白き衣の戦乙女
竜殺し。
それは偉業の別名だった。
竜とは、それ自体が強大無比な魔獣である。戦いを挑み、勝利することは英雄譚の題材ともなった。
だが。
肉持つ脆弱なる者が、神そのものである竜王に挑むなど、前例がない。
もしもこの戦いで、竜殺しを成し遂げたのであれば。
その功績は、比類なきものとなるに違いなかった。
◇
漆黒の竜王は、寝覚めの頭で察していた。その神域に達した原初の本能とでもいうべき霊感によって、思考によらず結論を導きだしていたのである。
周囲を飛翔するちっぽけな者どもが、今の己にとって最大の脅威であるという事実を。
彼女は敵を迎撃すべく、身構えた。
◇
少女を降ろした女勇者と少年騎士は、漆黒の竜王の周囲を飛翔していた。敵の様子を観察し、どの角度から攻めればよいか分析していたのである。
「急降下攻撃は無理か」
急降下は最も速度が出せるが、狙いは敵の喉元である。地中から前方へと伸びている上半身。その頭部に邪魔をされてしまう。位置が悪い。
かといって側面から突っ込めば、あの鋭いかぎ爪にやられてしまうであろう。
だから、女勇者が攻めると決心したのは正面だった。
「―――策があるんですね?」
女勇者は一声鳴くと、翼を振るい速度を上げた。
◇
女勇者は、敵を見上げていた。
低空飛行中。背後より最小半径で旋回し、正面へと回り込む。竜王の喉元を狙うのだ。地面効果で揚力を稼ぎ、最大速度で飛翔しつつ、タイミングを見計らう。
恐らく行けるはず。奴の最初の攻撃を凌ぐことが。
確証はない。成竜に化身しているとしても己は偽物。真の意味で竜の力を得ているわけではない。うまく行く保証などない。
それでも。
過去の経験。二度の実験。
己が今まで歩んできた苦難の道程が、全てこの瞬間のためにあったのだとしたら。
―――ああ。神よ。太陽神よ。今は。今だけは、どうかご加護を。
女勇者は、神に祈った。
ただ、純粋に。
そして、運命の一撃が訪れた。
◇
竜王の胸郭が膨らんだ。
次いで、顔が前方の人間たちへと向けられた。口がひらき、喉の奥より白い焔が燃え上がる。
それは、間髪を開けずに解放された。
衝撃波を伴いながら吐き出された莫大なエネルギーは、全てを溶かし尽くしながら直線に突き進む。
正面から竜王へ接近していた少年騎士とその乗騎も、白い奔流に呑み込まれた。
それで終わらない。
遥か彼方まで伸びたそれは、地平線の向こう、およそ十キロにまで届いたのである。
続いて広がったのは、爆風。
溶かし尽くされた射線上の存在が高熱のあまり水蒸気爆発を起こし、全てを吹き飛ばしながら拡大していったのだ。
悪夢のような光景だった。ただの一撃で、遥か彼方まで消し飛んでしまったのだから。
ただひとつ。黒き竜の乙女と、彼女に跨った少年騎士を除いて。
竜の炎の洗礼を受けし戦乙女は、竜の吐息に焼かれることがない。
竜王の一撃は、彼ら主従を避けたのである。
◇
―――抜けた!!
少年騎士は、眼前で炎が裂けたことに驚愕していた。あれほどの暴威すらも退けるとは!
乗騎の実力に改めて驚嘆しつつ、彼は抜刀した。真に力ある魔法の品物である、青銅の大剣。すなわち竜殺しの力が備わった刃を。

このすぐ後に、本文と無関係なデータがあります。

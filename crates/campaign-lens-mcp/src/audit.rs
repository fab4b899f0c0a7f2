// crates/campaign-lens-mcp/src/audit.rs
// ============================================================================
// Module: Request Audit Logging
// Description: Structured audit events for protocol request handling.
// Purpose: Emit one JSON line per handled request without a logging framework.
// Dependencies: serde, serde_json
// ============================================================================

//! ## Overview
//! Every request the gateway handles produces one `mcp_request` event. Events
//! never carry arguments, results, or tokens; only classification and sizes.
//! Stdout belongs to the stream transport, so the default sink is stderr.

// ============================================================================
// SECTION: Imports
// ============================================================================

use std::fs::OpenOptions;
use std::io;
use std::io::Write;
use std::path::Path;
use std::sync::Mutex;
use std::time::SystemTime;
use std::time::UNIX_EPOCH;

use serde::Serialize;

// ============================================================================
// SECTION: Types
// ============================================================================

/// Transport a request arrived on.
#[derive(Debug, Clone, Copy, PartialEq, Eq, Serialize)]
#[serde(rename_all = "snake_case")]
pub enum RequestTransport {
    /// Newline-delimited stdin/stdout.
    Stdio,
    /// HTTP endpoint.
    Http,
}

/// Request outcome classification.
#[derive(Debug, Clone, Copy, PartialEq, Eq, Serialize)]
#[serde(rename_all = "snake_case")]
pub enum RequestOutcome {
    /// A result envelope was returned.
    Ok,
    /// An error envelope was returned.
    Error,
    /// Notification accepted with no response.
    Notification,
}

/// Request audit event payload.
#[derive(Debug, Clone, Serialize)]
pub struct RequestAuditEvent {
    /// Event identifier.
    pub event: &'static str,
    /// Event timestamp (milliseconds since epoch).
    pub timestamp_ms: u128,
    /// Transport used for the request.
    pub transport: RequestTransport,
    /// JSON-RPC method, when one could be parsed.
    pub method: Option<String>,
    /// Tool name for `tools/call`.
    pub tool: Option<String>,
    /// Request identifier rendered as JSON.
    pub request_id: Option<String>,
    /// Session id issued or echoed for this request.
    pub session_id: Option<String>,
    /// Request outcome.
    pub outcome: RequestOutcome,
    /// JSON-RPC error code when present.
    pub error_code: Option<i64>,
    /// Request body size in bytes.
    pub request_bytes: usize,
    /// Response body size in bytes.
    pub response_bytes: usize,
}

impl RequestAuditEvent {
    /// Creates an event stamped with the current time.
    #[must_use]
    pub fn new(transport: RequestTransport, outcome: RequestOutcome) -> Self {
        let timestamp_ms =
            SystemTime::now().duration_since(UNIX_EPOCH).map(|d| d.as_millis()).unwrap_or(0);
        Self {
            event: "mcp_request",
            timestamp_ms,
            transport,
            method: None,
            tool: None,
            request_id: None,
            session_id: None,
            outcome,
            error_code: None,
            request_bytes: 0,
            response_bytes: 0,
        }
    }
}

// ============================================================================
// SECTION: Trait
// ============================================================================

/// Audit sink for request events.
pub trait AuditSink: Send + Sync {
    /// Record an audit event.
    fn record(&self, event: &RequestAuditEvent);
}

/// Audit sink that logs JSON lines to stderr.
pub struct StderrAuditSink;

impl AuditSink for StderrAuditSink {
    fn record(&self, event: &RequestAuditEvent) {
        if let Ok(payload) = serde_json::to_string(event) {
            let _ = writeln!(std::io::stderr(), "{payload}");
        }
    }
}

/// Audit sink that appends JSON lines to a file.
pub struct FileAuditSink {
    /// File handle used for append-only logging.
    file: Mutex<std::fs::File>,
}

impl FileAuditSink {
    /// Opens the audit log file in append mode.
    ///
    /// # Errors
    ///
    /// Returns an error if the file cannot be opened.
    pub fn new(path: &Path) -> io::Result<Self> {
        let file = OpenOptions::new().create(true).append(true).open(path)?;
        Ok(Self {
            file: Mutex::new(file),
        })
    }
}

impl AuditSink for FileAuditSink {
    fn record(&self, event: &RequestAuditEvent) {
        if let Ok(payload) = serde_json::to_string(event)
            && let Ok(mut file) = self.file.lock()
        {
            let _ = writeln!(file, "{payload}");
            let _ = file.flush();
        }
    }
}

/// No-op audit sink.
pub struct NoopAuditSink;

impl AuditSink for NoopAuditSink {
    fn record(&self, _event: &RequestAuditEvent) {}
}
// crates/campaign-lens-mcp/src/session.rs
// ============================================================================
// Module: Session Identity
// Description: Issuance and header sanitization for protocol session ids.
// Purpose: Provide advisory session correlation without server-side state.
// Dependencies: rand
// ============================================================================

//! ## Overview
//! Every `initialize` issues a fresh session id. Ids are advisory correlation
//! only: no table backs them and no later call is authorized by one. Client
//! echoes of the id arrive in the `mcp-session-id` header and are untrusted,
//! so they are sanitized before being logged or acknowledged.

use std::fmt;
use std::sync::atomic::AtomicU64;
use std::sync::atomic::Ordering;

use rand::RngCore;
use rand::rngs::OsRng;

/// Header carrying the session id over HTTP.
pub const SESSION_HEADER: &str = "mcp-session-id";
/// Maximum accepted length for client-echoed session ids.
pub const MAX_SESSION_ID_LENGTH: usize = 128;

/// Reason a client-supplied session id was rejected.
#[derive(Debug, Clone, Copy, PartialEq, Eq)]
pub enum SessionIdRejection {
    /// Input was empty after trimming.
    EmptyAfterTrim,
    /// Input exceeded [`MAX_SESSION_ID_LENGTH`].
    TooLong,
    /// Input contained characters outside the HTTP token set.
    DisallowedChar,
}

impl SessionIdRejection {
    /// Returns a stable label for this rejection reason.
    #[must_use]
    pub const fn label(self) -> &'static str {
        match self {
            Self::EmptyAfterTrim => "empty_after_trim",
            Self::TooLong => "too_long",
            Self::DisallowedChar => "disallowed_char",
        }
    }
}

impl fmt::Display for SessionIdRejection {
    fn fmt(&self, f: &mut fmt::Formatter<'_>) -> fmt::Result {
        f.write_str(self.label())
    }
}

/// Process-scoped session id generator.
///
/// # Invariants
/// - Issued ids are unique within the process lifetime.
#[derive(Debug)]
pub struct SessionIdGenerator {
    /// Random identifier fixed at startup.
    boot_id: u64,
    /// Monotonic issue counter.
    counter: AtomicU64,
}

impl Default for SessionIdGenerator {
    fn default() -> Self {
        Self::new()
    }
}

impl SessionIdGenerator {
    /// Creates a generator with a fresh boot id.
    #[must_use]
    pub fn new() -> Self {
        Self {
            boot_id: OsRng.next_u64(),
            counter: AtomicU64::new(1),
        }
    }

    /// Issues a new session id.
    #[must_use]
    pub fn issue(&self) -> String {
        let seq = self.counter.fetch_add(1, Ordering::Relaxed);
        let nonce = OsRng.next_u64();
        format!("{:016x}-{nonce:016x}-{seq:08x}", self.boot_id)
    }
}

/// Sanitizes a client-echoed session id.
///
/// Returns `Ok(None)` when no header was sent.
///
/// # Errors
///
/// Returns [`SessionIdRejection`] when the value is empty, too long, or not
/// an HTTP token.
pub fn sanitize_session_id(value: Option<&str>) -> Result<Option<String>, SessionIdRejection> {
    let Some(value) = value else {
        return Ok(None);
    };
    let trimmed = value.trim();
    if trimmed.is_empty() {
        return Err(SessionIdRejection::EmptyAfterTrim);
    }
    if trimmed.len() > MAX_SESSION_ID_LENGTH {
        return Err(SessionIdRejection::TooLong);
    }
    if !trimmed.chars().all(is_tchar) {
        return Err(SessionIdRejection::DisallowedChar);
    }
    Ok(Some(trimmed.to_string()))
}

/// Returns true when the character is a valid HTTP token character.
const fn is_tchar(ch: char) -> bool {
    ch.is_ascii_alphanumeric()
        || matches!(
            ch,
            '!' | '#' | '$' | '%' | '&' | '\'' | '*' | '+' | '-' | '.' | '^' | '_' | '`' | '|' | '~'
        )
}

#[cfg(test)]
mod tests;
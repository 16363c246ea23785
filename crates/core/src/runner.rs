//! Blocking execution of external programs (`git`, `npm`, `yarn`).

use std::path::Path;
use std::process::{Command, Stdio};

use tracing::{debug, warn};

use crate::errors::CommandError;

/// Runs a program to completion in a working directory and returns stdout.
pub trait CommandRunner {
    fn run(&self, dir: &Path, program: &str, args: &[&str]) -> Result<String, CommandError>;
}

/// [`CommandRunner`] backed by `std::process::Command`.
#[derive(Debug, Clone, Copy, Default)]
pub struct ProcessRunner;

impl CommandRunner for ProcessRunner {
    fn run(&self, dir: &Path, program: &str, args: &[&str]) -> Result<String, CommandError> {
        debug!(dir = %dir.display(), cmd = ?format!("{} {}", program, args.join(" ")), "running command");

        let output = Command::new(program)
            .current_dir(dir)
            .args(args)
            .stdin(Stdio::null())
            .stdout(Stdio::piped())
            .stderr(Stdio::piped())
            .output()
            .map_err(|e| {
                if e.kind() == std::io::ErrorKind::NotFound {
                    CommandError::BinaryNotFound(program.to_string())
                } else {
                    CommandError::IoError(e)
                }
            })?;

        if !output.status.success() {
            let stderr = String::from_utf8_lossy(&output.stderr).trim().to_string();
            let exit_code = output.status.code().unwrap_or(-1);
            warn!(program, exit_code, %stderr, "command failed");
            return Err(CommandError::Failed {
                program: program.to_string(),
                exit_code,
                stderr,
            });
        }
        Ok(String::from_utf8_lossy(&output.stdout).to_string())
    }
}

この剣の魔力ですら、眼前の敵。山のようにしか見えぬ竜王に対しては蟷螂の斧とも思える。当然であろう。敵は神。矮小なる地上の存在が生み出した刃がいかほどに通じるだろうか。
だが、それでもこの剣しかないのだ。
後は、敵の喉元に一撃を加えるだけ。あの巨体では、迎撃は間に合わぬはず。
そのはずだった。
竜王の首。その下へと潜り込もうとした刹那。
真横から、一撃が襲い掛かって来た。
爪の一撃。
回避の余地はなかった。
成竜の頭部が、それでも牙を突き立て、攻撃をそらそうとし―――砕けた。
急所が。女勇者の。すなわち不死の怪物たる首なし騎士最大の弱点が、粉々に砕け散ったのである。
首を失った胴体は吹き飛ばされ、きりもみしながら落下していった。